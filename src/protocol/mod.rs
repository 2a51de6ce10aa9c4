//! RESP Value Model
//!
//! Decoded RESP values as the splitter sees them. The wire codec lives in
//! the protocol front-end; this module only builds and inspects value
//! trees.
//!
//! ## Example
//!
//! ```
//! use flashsplit::protocol::RespValue;
//! use bytes::Bytes;
//!
//! let command = RespValue::command(["MGET", "a", "b"]);
//! assert_eq!(command.as_array().map(|a| a.len()), Some(3));
//!
//! let reply = RespValue::bulk_string(Bytes::from("Ariz"));
//! assert_eq!(reply.as_str(), Some("Ariz"));
//! ```

pub mod types;

pub use types::{RespValue, OK};
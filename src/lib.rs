//! # FlashSplit - A Command Splitter for Sharded Redis Backends
//!
//! FlashSplit sits between a RESP front-end and a pool of Redis-compatible
//! shards. It takes a decoded client command, routes it to the shard that
//! owns its key, and for multi-key commands fans out one sub-command per
//! key and combines the replies.
//!
//! ## Features
//!
//! - **Single-shard forwarding**: `GET`, `SET`, `HGET`, `EVAL` and friends
//!   go to the shard owning their key, unchanged
//! - **Fan-out / fan-in**: `MGET`, `MSET`, `DEL`, `EXISTS`, `TOUCH` and
//!   `UNLINK` are split per key and aggregated
//! - **Cancellation**: dropping a request handle cancels every outstanding
//!   sub-command, and no reply is delivered afterwards
//! - **Statistics**: per-command counters and latency histograms, mirrored
//!   to the `metrics` facade
//!
//! ## Architecture
//!
//! ```text
//! ┌─────────────────────────────────────────────────────────────────────────┐
//! │                             FlashSplit                                  │
//! │                                                                         │
//! │  ┌─────────────┐    ┌─────────────┐    ┌─────────────┐                  │
//! │  │  Splitter   │───>│  Command    │───>│  Command    │                  │
//! │  │  (façade)   │    │  Registry   │    │  Handler    │                  │
//! │  └─────────────┘    └─────────────┘    └──────┬──────┘                  │
//! │                                               │                         │
//! │                                               ▼                         │
//! │  ┌─────────────┐    ┌──────────────────────────────────────────────┐    │
//! │  │   Stats     │<───│               SplitRequest                   │    │
//! │  │  (metrics)  │    │  ┌────────┐ ┌────────┐ ┌────────┐ ┌────────┐ │    │
//! │  └─────────────┘    │  │child 0 │ │child 1 │ │child 2 │ │...N    │ │    │
//! │                     │  └────────┘ └────────┘ └────────┘ └────────┘ │    │
//! │                     └──────────────────────┬───────────────────────┘    │
//! │                                            │                            │
//! │                                            ▼                            │
//! │                     ┌─────────────────────────────────────────────────┐ │
//! │                     │        ConnPool (provided by the caller)        │ │
//! │                     └─────────────────────────────────────────────────┘ │
//! └─────────────────────────────────────────────────────────────────────────┘
//! ```
//!
//! ## Quick Start
//!
//! ```ignore
//! use flashsplit::{RespValue, Splitter};
//! use std::sync::Arc;
//!
//! #[tokio::main]
//! async fn main() {
//!     let splitter = Splitter::new(Arc::new(MyShardPool::connect().await));
//!
//!     let reply = splitter
//!         .make_request_async(RespValue::command(["MGET", "a", "b", "c"]))
//!         .await;
//!     println!("{}", reply);
//! }
//! ```
//!
//! ## Module Overview
//!
//! - [`protocol`]: RESP value model
//! - [`pool`]: the connection pool interface the splitter dispatches to
//! - [`splitter`]: registry, handlers, request state machine and façade
//! - [`stats`]: per-command counters and latency histograms
//! - [`config`]: stat prefix and histogram buckets
//! - [`error`]: error replies sent to the client

pub mod config;
pub mod error;
pub mod pool;
pub mod protocol;
pub mod splitter;
pub mod stats;

// Re-export commonly used types for convenience
pub use config::SplitterConfig;
pub use error::SplitError;
pub use pool::{ConnPool, PoolCallbacks, PoolRequest};
pub use protocol::RespValue;
pub use splitter::{
    Aggregation, CommandHandler, CommandRegistry, PendingReply, RequestStatus, SplitCallbacks,
    SplitRequest, Splitter,
};
pub use stats::{
    CommandStats, CommandStatsSnapshot, MonotonicClock, SplitterStats, SplitterStatsSnapshot,
    TimeSource,
};

/// Version of FlashSplit
pub const VERSION: &str = env!("CARGO_PKG_VERSION");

ASSIGNMENT: One number is the whole answer: how many lines in the records contain "config".

SOLUTION BELOW: 3